Dr. Robert Darnell, NYGC’s Founding Director and CEO, said, “We are delighted and exceptionally fortunate to to welcome Dr. Sanjana to NYGC, together with our partner institution, NYU, where he will hold a joint appointment. Neville is an extraordinarily thoughtful, articulate and creative scientist. He has applied his deep expertise in CRISPR technology, bioinformatics, and biology to drive new insights in cancer and the brain, and we look forward to supporting him as he brings his considerable energy to New York.”
Dr. Sanjana joins NYGC from the Broad Institute of Harvard and MIT and the Departments of Brain and Cognitive Sciences and Bioengineering at MIT, where he was a postdoctoral scientist in the laboratory of Dr. Feng Zhang. At the Broad Institute/MIT, Dr. Sanjana was a recipient of the NIH Pathway to Independence Award (K99/R00) and a Simons Center for the Social Brain Postdoctoral Fellowship. During his postdoctoral work, he was also recognized with awards from the American Society of Gene & Cell Therapy and the Paul Allen Institute for Brain Science. Dr. Sanjana received his PhD in Neuroscience from MIT where he was a Howard Hughes Medical Institute Predoctoral Fellow. He completed his undergraduate education at Stanford University with degrees in Symbolic Systems and English Literature.
His scientific interests include genome engineering, functional genomic screening using programmable nucleases, autism genetics and synaptic pathophysiology.

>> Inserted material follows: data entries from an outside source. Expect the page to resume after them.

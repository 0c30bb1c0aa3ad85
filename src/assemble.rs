//! Mapping of execution outcomes onto the response contract.

use std::time::Duration;

use crate::config::Floors;
use crate::error::EngineError;
use crate::metrics::MetricsAggregate;
use crate::profile::Measurement;
use crate::request::{ExecutionResponse, ExecutionStatus};
use crate::sandbox::ExecutionOutcome;

/// Measured values before any profile adjustment.
///
/// Runs without an exit of their own fall back to the coordinator's
/// wall-clock time.
pub fn measure(
    outcome: &ExecutionOutcome,
    aggregate: &MetricsAggregate,
    wall_elapsed: Duration,
) -> Measurement {
    let elapsed = match outcome {
        ExecutionOutcome::Exited { elapsed, .. } => *elapsed,
        ExecutionOutcome::TimedOut | ExecutionOutcome::Failed { .. } => wall_elapsed,
    };
    Measurement {
        execution_time_ms: duration_ms(elapsed),
        memory_mb: aggregate.peak_memory_mb,
        cpu_percent: aggregate.mean_cpu_percent,
    }
}

/// Build the response for a run that produced an outcome.
///
/// A timed-out run reports the requested timeout as its duration, since the
/// true elapsed time is unknown once the sandbox was cut off.
pub fn assemble(
    outcome: ExecutionOutcome,
    reported: Measurement,
    timeout: Duration,
) -> ExecutionResponse {
    let (status, output, error_message, execution_time_ms) = match outcome {
        ExecutionOutcome::Exited {
            exit_code: 0,
            output,
            ..
        } => (ExecutionStatus::Success, output, String::new(), reported.execution_time_ms),
        ExecutionOutcome::Exited {
            exit_code, output, ..
        } => {
            let message = if output.trim().is_empty() {
                EngineError::ExecutionFailure { exit_code }.to_string()
            } else {
                output
            };
            (ExecutionStatus::Error, String::new(), message, reported.execution_time_ms)
        }
        ExecutionOutcome::TimedOut => {
            let timeout_ms = u64::try_from(timeout.as_millis()).unwrap_or(u64::MAX);
            (
                ExecutionStatus::Timeout,
                String::new(),
                EngineError::ExecutionTimeout { timeout_ms }.to_string(),
                duration_ms(timeout),
            )
        }
        ExecutionOutcome::Failed { reason } => (
            ExecutionStatus::Error,
            String::new(),
            reason,
            reported.execution_time_ms,
        ),
    };

    ExecutionResponse {
        status,
        output,
        error_message,
        execution_time_ms,
        memory_usage_mb: reported.memory_mb,
        cpu_usage_percent: reported.cpu_percent,
    }
}

/// Build the response for a failure that prevented an outcome.
pub fn failure(error: &EngineError, elapsed: Duration, floors: &Floors) -> ExecutionResponse {
    let floor = MetricsAggregate::floor(floors);
    ExecutionResponse {
        status: ExecutionStatus::Error,
        output: String::new(),
        error_message: error.to_string(),
        execution_time_ms: duration_ms(elapsed),
        memory_usage_mb: floor.peak_memory_mb,
        cpu_usage_percent: floor.mean_cpu_percent,
    }
}

/// Milliseconds, exact for whole-millisecond durations.
fn duration_ms(d: Duration) -> f64 {
    d.as_secs() as f64 * 1000.0 + f64::from(d.subsec_nanos()) / 1_000_000.0
}
//! Scriptable in-memory runtime for tests.
//!
//! Records every call so tests can assert how many sandboxes were launched,
//! killed and removed, and injects faults at chosen points.

use std::collections::{HashMap, VecDeque};
use std::sync::atomic::{AtomicUsize, Ordering};
use std::sync::Mutex;
use std::time::Duration;

use anyhow::Result;
use async_trait::async_trait;

use super::{CapturedOutput, ContainerState, LaunchSpec, SandboxId, SandboxRuntime, StatsSnapshot};

/// How a launched sandbox finishes.
#[derive(Debug, Clone)]
pub enum FakeExit {
    /// Exit with `code` after `delay`, having printed `output`.
    After {
        delay: Duration,
        code: i32,
        output: CapturedOutput,
    },
    /// Never exits on its own.
    Never,
    /// `wait_exit` itself fails.
    WaitFails(String),
}

/// What `stats` returns.
#[derive(Debug, Clone)]
pub enum FakeStats {
    Steady(StatsSnapshot),
    /// One reading per call, errors after the sequence is exhausted.
    Sequence(Vec<Result<StatsSnapshot, String>>),
    /// Panics on the first call.
    Panic,
}

/// Runtime call that panics instead of answering.
#[derive(Debug, Clone, Copy, PartialEq, Eq)]
pub enum FakePanic {
    /// After the sandbox was recorded as running.
    Launch,
    /// On every inspection.
    State,
}

#[derive(Debug)]
enum StatsMode {
    Steady(StatsSnapshot),
    Sequence(VecDeque<Result<StatsSnapshot, String>>),
    Panic,
}

/// Fake runtime with call counters.
#[derive(Debug)]
pub struct FakeRuntime {
    reachable: bool,
    launch_error: Option<String>,
    remove_fails: bool,
    logs_fail: bool,
    panics_at: Option<FakePanic>,
    exit: FakeExit,
    stats: Mutex<StatsMode>,
    states: Mutex<HashMap<SandboxId, ContainerState>>,
    launched: Mutex<Vec<LaunchSpec>>,
    pings: AtomicUsize,
    launches: AtomicUsize,
    inspects: AtomicUsize,
    kills: AtomicUsize,
    removes: AtomicUsize,
}

impl Default for FakeRuntime {
    fn default() -> Self {
        Self::new()
    }
}

impl FakeRuntime {
    /// Reachable runtime whose sandboxes print "hi" and exit 0 after 100ms.
    pub fn new() -> Self {
        Self {
            reachable: true,
            launch_error: None,
            remove_fails: false,
            logs_fail: false,
            panics_at: None,
            exit: FakeExit::After {
                delay: Duration::from_millis(100),
                code: 0,
                output: CapturedOutput {
                    stdout: "hi\n".into(),
                    stderr: String::new(),
                },
            },
            stats: Mutex::new(StatsMode::Sequence(VecDeque::new())),
            states: Mutex::new(HashMap::new()),
            launched: Mutex::new(Vec::new()),
            pings: AtomicUsize::new(0),
            launches: AtomicUsize::new(0),
            inspects: AtomicUsize::new(0),
            kills: AtomicUsize::new(0),
            removes: AtomicUsize::new(0),
        }
    }

    #[must_use]
    pub fn unreachable(mut self) -> Self {
        self.reachable = false;
        self
    }

    #[must_use]
    pub fn failing_launch(mut self, message: &str) -> Self {
        self.launch_error = Some(message.to_string());
        self
    }

    #[must_use]
    pub const fn failing_remove(mut self) -> Self {
        self.remove_fails = true;
        self
    }

    #[must_use]
    pub const fn failing_logs(mut self) -> Self {
        self.logs_fail = true;
        self
    }

    #[must_use]
    pub const fn panicking_at(mut self, point: FakePanic) -> Self {
        self.panics_at = Some(point);
        self
    }

    #[must_use]
    pub fn with_exit(mut self, exit: FakeExit) -> Self {
        self.exit = exit;
        self
    }

    #[must_use]
    pub fn with_stats(self, stats: FakeStats) -> Self {
        let mode = match stats {
            FakeStats::Steady(s) => StatsMode::Steady(s),
            FakeStats::Sequence(seq) => StatsMode::Sequence(seq.into()),
            FakeStats::Panic => StatsMode::Panic,
        };
        *self.stats.lock().unwrap() = mode;
        self
    }

    pub fn set_state(&self, id: &SandboxId, state: ContainerState) {
        self.states.lock().unwrap().insert(id.clone(), state);
    }

    /// Sandboxes launched and not yet removed.
    pub fn live_sandboxes(&self) -> usize {
        self.states.lock().unwrap().len()
    }

    pub fn launched(&self) -> Vec<LaunchSpec> {
        self.launched.lock().unwrap().clone()
    }

    pub fn pings(&self) -> usize {
        self.pings.load(Ordering::SeqCst)
    }

    pub fn launches(&self) -> usize {
        self.launches.load(Ordering::SeqCst)
    }

    pub fn inspects(&self) -> usize {
        self.inspects.load(Ordering::SeqCst)
    }

    pub fn kills(&self) -> usize {
        self.kills.load(Ordering::SeqCst)
    }

    pub fn removes(&self) -> usize {
        self.removes.load(Ordering::SeqCst)
    }

    fn output(&self) -> CapturedOutput {
        match &self.exit {
            FakeExit::After { output, .. } => output.clone(),
            _ => CapturedOutput::default(),
        }
    }
}

#[async_trait]
impl SandboxRuntime for FakeRuntime {
    fn name(&self) -> &'static str {
        "fake"
    }

    async fn ping(&self) -> Result<()> {
        self.pings.fetch_add(1, Ordering::SeqCst);
        if self.reachable {
            Ok(())
        } else {
            anyhow::bail!("Cannot connect to the fake daemon")
        }
    }

    async fn launch(&self, spec: &LaunchSpec) -> Result<()> {
        self.launches.fetch_add(1, Ordering::SeqCst);
        self.launched.lock().unwrap().push(spec.clone());
        if let Some(ref message) = self.launch_error {
            // Like a container that was created but failed to start.
            self.set_state(&spec.id, ContainerState::Created);
            anyhow::bail!("{message}");
        }
        self.set_state(&spec.id, ContainerState::Running);
        if self.panics_at == Some(FakePanic::Launch) {
            panic!("injected fault in launch");
        }
        Ok(())
    }

    async fn state(&self, id: &SandboxId) -> Result<ContainerState> {
        self.inspects.fetch_add(1, Ordering::SeqCst);
        if self.panics_at == Some(FakePanic::State) {
            panic!("injected fault in state");
        }
        Ok(self
            .states
            .lock()
            .unwrap()
            .get(id)
            .cloned()
            .unwrap_or(ContainerState::Missing))
    }

    async fn wait_exit(&self, id: &SandboxId) -> Result<i32> {
        match &self.exit {
            FakeExit::After { delay, code, .. } => {
                tokio::time::sleep(*delay).await;
                self.set_state(id, ContainerState::Exited(*code));
                Ok(*code)
            }
            FakeExit::Never => std::future::pending().await,
            FakeExit::WaitFails(message) => anyhow::bail!("{message}"),
        }
    }

    async fn logs(&self, _id: &SandboxId) -> Result<CapturedOutput> {
        if self.logs_fail {
            anyhow::bail!("log stream unavailable");
        }
        Ok(self.output())
    }

    async fn stats(&self, _id: &SandboxId) -> Result<StatsSnapshot> {
        let reading = {
            let mut mode = self.stats.lock().unwrap();
            match &mut *mode {
                StatsMode::Steady(s) => Some(Ok(*s)),
                StatsMode::Sequence(seq) => {
                    Some(seq.pop_front().unwrap_or_else(|| Err("no reading".into())))
                }
                StatsMode::Panic => None,
            }
        };
        match reading {
            Some(Ok(s)) => Ok(s),
            Some(Err(message)) => anyhow::bail!("{message}"),
            None => panic!("injected fault in stats"),
        }
    }

    async fn kill(&self, id: &SandboxId) -> Result<()> {
        self.kills.fetch_add(1, Ordering::SeqCst);
        self.set_state(id, ContainerState::Exited(137));
        Ok(())
    }

    async fn remove(&self, id: &SandboxId) -> Result<()> {
        self.removes.fetch_add(1, Ordering::SeqCst);
        if self.remove_fails {
            anyhow::bail!("removal of {id} is already in progress");
        }
        self.states.lock().unwrap().remove(id);
        Ok(())
    }

    async fn sweep(&self) -> Result<usize> {
        let mut states = self.states.lock().unwrap();
        let count = states.len();
        states.clear();
        Ok(count)
    }
}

In his postdoctoral research, Dr. Sanjana helped develop two classes of targeted nucleases for genome engineering: TALEs (transcription activator-like effectors) and the microbial immune system-derived CRISPR (Clustered regularly-interspaced short palindromic repeats) enzymes. He has employed these genome-engineering tools in a variety of contexts to understand how genetic variants affect human health and disease.

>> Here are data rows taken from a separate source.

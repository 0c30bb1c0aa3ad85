//! Per-function execution history.

use async_trait::async_trait;
use chrono::{DateTime, Utc};
use serde::Serialize;
use tokio::sync::RwLock;

use crate::request::{ExecutionResponse, Profile};

/// One recorded execution.
#[derive(Debug, Clone, PartialEq, Serialize)]
pub struct HistoryEntry {
    pub function_id: i64,
    pub profile: Profile,
    pub recorded_at: DateTime<Utc>,
    #[serde(flatten)]
    pub response: ExecutionResponse,
}

/// Trait for execution-history stores.
#[async_trait]
pub trait MetricsHistory: Send + Sync {
    /// Store `response`, stamped with the current time.
    async fn record(
        &self,
        function_id: i64,
        profile: Profile,
        response: &ExecutionResponse,
    ) -> HistoryEntry;

    /// Entries for `function_id` within the inclusive bounds, oldest first.
    async fn range(
        &self,
        function_id: i64,
        since: Option<DateTime<Utc>>,
        until: Option<DateTime<Utc>>,
    ) -> Vec<HistoryEntry>;
}

/// Process-local history.
#[derive(Debug, Default)]
pub struct InMemoryHistory {
    entries: RwLock<Vec<HistoryEntry>>,
}

impl InMemoryHistory {
    pub fn new() -> Self {
        Self::default()
    }

    /// Store a pre-stamped entry.
    pub async fn insert(&self, entry: HistoryEntry) {
        self.entries.write().await.push(entry);
    }
}

#[async_trait]
impl MetricsHistory for InMemoryHistory {
    async fn record(
        &self,
        function_id: i64,
        profile: Profile,
        response: &ExecutionResponse,
    ) -> HistoryEntry {
        let entry = HistoryEntry {
            function_id,
            profile,
            recorded_at: Utc::now(),
            response: response.clone(),
        };
        self.insert(entry.clone()).await;
        entry
    }

    async fn range(
        &self,
        function_id: i64,
        since: Option<DateTime<Utc>>,
        until: Option<DateTime<Utc>>,
    ) -> Vec<HistoryEntry> {
        let mut matching: Vec<HistoryEntry> = self
            .entries
            .read()
            .await
            .iter()
            .filter(|e| e.function_id == function_id)
            .filter(|e| since.map_or(true, |s| e.recorded_at >= s))
            .filter(|e| until.map_or(true, |u| e.recorded_at <= u))
            .cloned()
            .collect();
        matching.sort_by_key(|e| e.recorded_at);
        matching
    }
}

Using genome-scale CRISPR screens, he has discovered genes responsible for drug resistance in melanoma, for human stem cell survival and for tumor metastasis. “Genome sequencing has identified many new disease-associated genetic variants but it is still difficult to understand which ones are important. With genome engineering, we can edit DNA with precision and, using pooled screening approaches, rapidly test many genetic variants to find which ones really cause a particular disease,” said Dr. Sanjana.
As a postdoctoral fellow, Dr. Sanjana has also studied the development of the brain and, in particular, what goes awry when neurons contain genetic changes found in children with autism. His research has combined targeted genome engineering of specific autism-associated gene variants with well-characterized human stem cell and neuron models. “Complex neural disorders — like autism or schizophrenia — present an immense challenge because we are still trying to find the relevant molecular, cellular and behavior correlates of these diseases. But the biological tools and human genetic sequencing data have improved tremendously over the past few years and we are in a great position to understand exactly what is going wrong in these diseases as neurons wire up,” he said.
Dr. Sanjana is looking forward to joining the community of scientists at NYGC. He will collaborate with several other groups, including those working on regulatory variants in the noncoding genome, autism biology, and mutations driving cancer. “I think NYGC is a place where science moves forward by bringing people together. I am grateful to have the opportunity to be a part of this collaborative environment. I hope to learn from the talented faculty, staff and students already there and help contribute to new biological discoveries with a lasting impact on human health and understanding.”